State-Specific Data Sources
500 Cities Project is an interactive web application that provides city- and neighborhood-level health estimates for the 500 largest U.S. cities. Each city or neighborhood profile includes information on unhealthy behaviors, health outcomes and prevention practices, allowing communities to better understand the burden and geographic distribution of health-related variables in their jurisdictions, and assist them in planning public health interventions.
The City Health Dashboard aims to equip cities with a one-stop resource for comprehensive, reliable data to help them build healthier and more equitable communities. It offers data on 37 measures for the 500 largest U.S. cities - those with populations of about 66,000 or more – representing approximately one-third of the U.S. population.

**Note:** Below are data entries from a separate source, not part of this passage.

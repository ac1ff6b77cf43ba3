//! Fixed timestep simulation tick
//!
//! Advances one run by exactly one tick: input, then spawning, physics and
//! collisions, then the scroll ramp.

use glam::Vec2;

use super::collision::{ObstacleContact, check_obstacles, retire_obstacles, try_collect_coin};
use super::state::{Cloud, Coin, GameState, Obstacle, RunPhase};
use crate::consts::*;

/// Input commands for a single tick
#[derive(Debug, Clone, Default)]
pub struct TickInput {
    /// Jump (space/tap)
    pub jump: bool,
    /// Idle/demo mode - jump automatically ahead of obstacles
    pub autopilot: bool,
}

/// Something that happened during a tick that the outside world may care about
#[derive(Debug, Clone, Copy, PartialEq, Eq)]
pub enum SimEvent {
    Jumped,
    CoinCollected { coin_id: u32 },
    ShieldActivated,
    ObstaclePassed,
    /// Unshielded obstacle hit, the run is over
    Crashed { obstacle_id: u32 },
}

/// Ticks of lead the autopilot gives itself before an obstacle arrives
const AUTOPILOT_LEAD_TICKS: f32 = 12.0;

/// Advance the game state by one tick, returning what happened
pub fn tick(state: &mut GameState, input: &TickInput) -> Vec<SimEvent> {
    let mut events = Vec::new();

    // Don't tick if paused or over
    if state.phase != RunPhase::Running {
        return events;
    }

    let wants_jump = input.jump || (input.autopilot && autopilot_wants_jump(state));
    if wants_jump && state.runner.jump() {
        events.push(SimEvent::Jumped);
    }

    state.time_ticks += 1;

    spawn_entities(state);

    state.runner.update();

    // Obstacles
    let speed = state.scroll_speed;
    for obstacle in &mut state.obstacles {
        obstacle.pos.x -= speed;
    }
    let passed = retire_obstacles(&mut state.obstacles);
    if passed > 0 {
        state.score += passed;
        events.extend((0..passed).map(|_| SimEvent::ObstaclePassed));
    }
    let crash = match check_obstacles(&state.runner, &state.obstacles) {
        ObstacleContact::Crash { obstacle_id } => Some(obstacle_id),
        ObstacleContact::Clear | ObstacleContact::Shielded => None,
    };

    // Coins, including on a crash tick
    for coin in &mut state.coins {
        coin.advance(speed);
        if coin.off_screen() {
            continue;
        }
        if let Some(pickup) = try_collect_coin(&mut state.runner, coin, &mut state.rng) {
            state.coins_collected += 1;
            events.push(SimEvent::CoinCollected {
                coin_id: pickup.coin_id,
            });
            if pickup.shield_granted {
                log::debug!("Shield activated at tick {}", state.time_ticks);
                events.push(SimEvent::ShieldActivated);
            }
        }
    }
    state.coins.retain(|c| !c.collected && !c.off_screen());

    if let Some(obstacle_id) = crash {
        log::info!(
            "Crashed into obstacle {} at tick {} (score {}, {} coins)",
            obstacle_id,
            state.time_ticks,
            state.score,
            state.coins_collected
        );
        state.phase = RunPhase::Crashed;
        events.push(SimEvent::Crashed { obstacle_id });
        return events;
    }

    // Clouds drift at their own pace
    for cloud in &mut state.clouds {
        cloud.pos.x -= cloud.speed;
    }
    state.clouds.retain(|c| !c.off_screen());

    if state.time_ticks % SCROLL_RAMP_TICKS == 0 {
        state.scroll_speed += SCROLL_SPEED_STEP;
        log::debug!("Scroll speed now {:.2}", state.scroll_speed);
    }

    events
}

fn spawn_entities(state: &mut GameState) {
    let spawns = state.spawner.step(state.score, state.theme, &mut state.rng);

    if let Some(spec) = spawns.obstacle {
        let id = state.next_entity_id();
        log::trace!("Spawned {:?} obstacle {} ({}x{})", spec.kind, id, spec.size.x, spec.size.y);
        state.obstacles.push(Obstacle {
            id,
            kind: spec.kind,
            theme: spec.theme,
            pos: spec.pos,
            size: spec.size,
            passed: false,
        });
    }

    if let Some(y) = spawns.coin_y {
        let id = state.next_entity_id();
        state.coins.push(Coin {
            id,
            pos: Vec2::new(SCREEN_WIDTH, y),
            size: COIN_SIZE,
            collected: false,
            anim_phase: 0.0,
        });
    }

    if let Some(spec) = spawns.cloud {
        let id = state.next_entity_id();
        state.clouds.push(Cloud {
            id,
            pos: Vec2::new(SCREEN_WIDTH, spec.y),
            width: spec.width,
            speed: spec.speed,
        });
    }
}

/// Jump when grounded and the nearest obstacle ahead is about to arrive
pub fn autopilot_wants_jump(state: &GameState) -> bool {
    let runner = &state.runner;
    if !runner.on_ground {
        return false;
    }

    let front = runner.pos.x + runner.width;
    state
        .obstacles
        .iter()
        .map(|o| o.pos.x - front)
        .filter(|gap| *gap >= 0.0)
        .min_by(|a, b| a.partial_cmp(b).unwrap_or(std::cmp::Ordering::Equal))
        .is_some_and(|gap| gap <= state.scroll_speed * AUTOPILOT_LEAD_TICKS)
}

Community Commons is an interactive mapping, networking, and learning utility for the broad-based healthy, sustainable, and livable communities’ movement. Registered users have FREE access to:
- Over 7000 GIS data layers at state, county, zip code, block group, tract, and point-levels.
- Contextualized mapping, visualization, analytic, impact and communication tools and apps.
- Searchable profiles of hundreds of place-based community initiatives (multi-sector collaboratives) working towards healthy/sustainable/livable/equitable communities - funded by government and private philanthropy - complete with text & video narratives on "what's working."
- Peer learning forums in the "interactive commons" with colleagues exploring similar interests and challenges - hosted by leading national Technical Assistance providers.
The National Equity Atlas provides data on demographic change, racial inclusion, and the economic benefits of equity for the 100 largest cities, 150 largest regions, all 50 states, and the United States.
The United States Small-Area Life Expectancy Project (USALEEP) is the first public health outcome measure available nationwide at the census tract level—measuring life expectancy at birth for nearly every neighborhood in the country.
The Rural Health Information Hub (RHIhub) has compiled an extensive list of resources and tools relevant to exploring health in smaller geographic areas of the nation. Many of the data sources used in the County Health Rankings can be found here, as well as a plethora of others.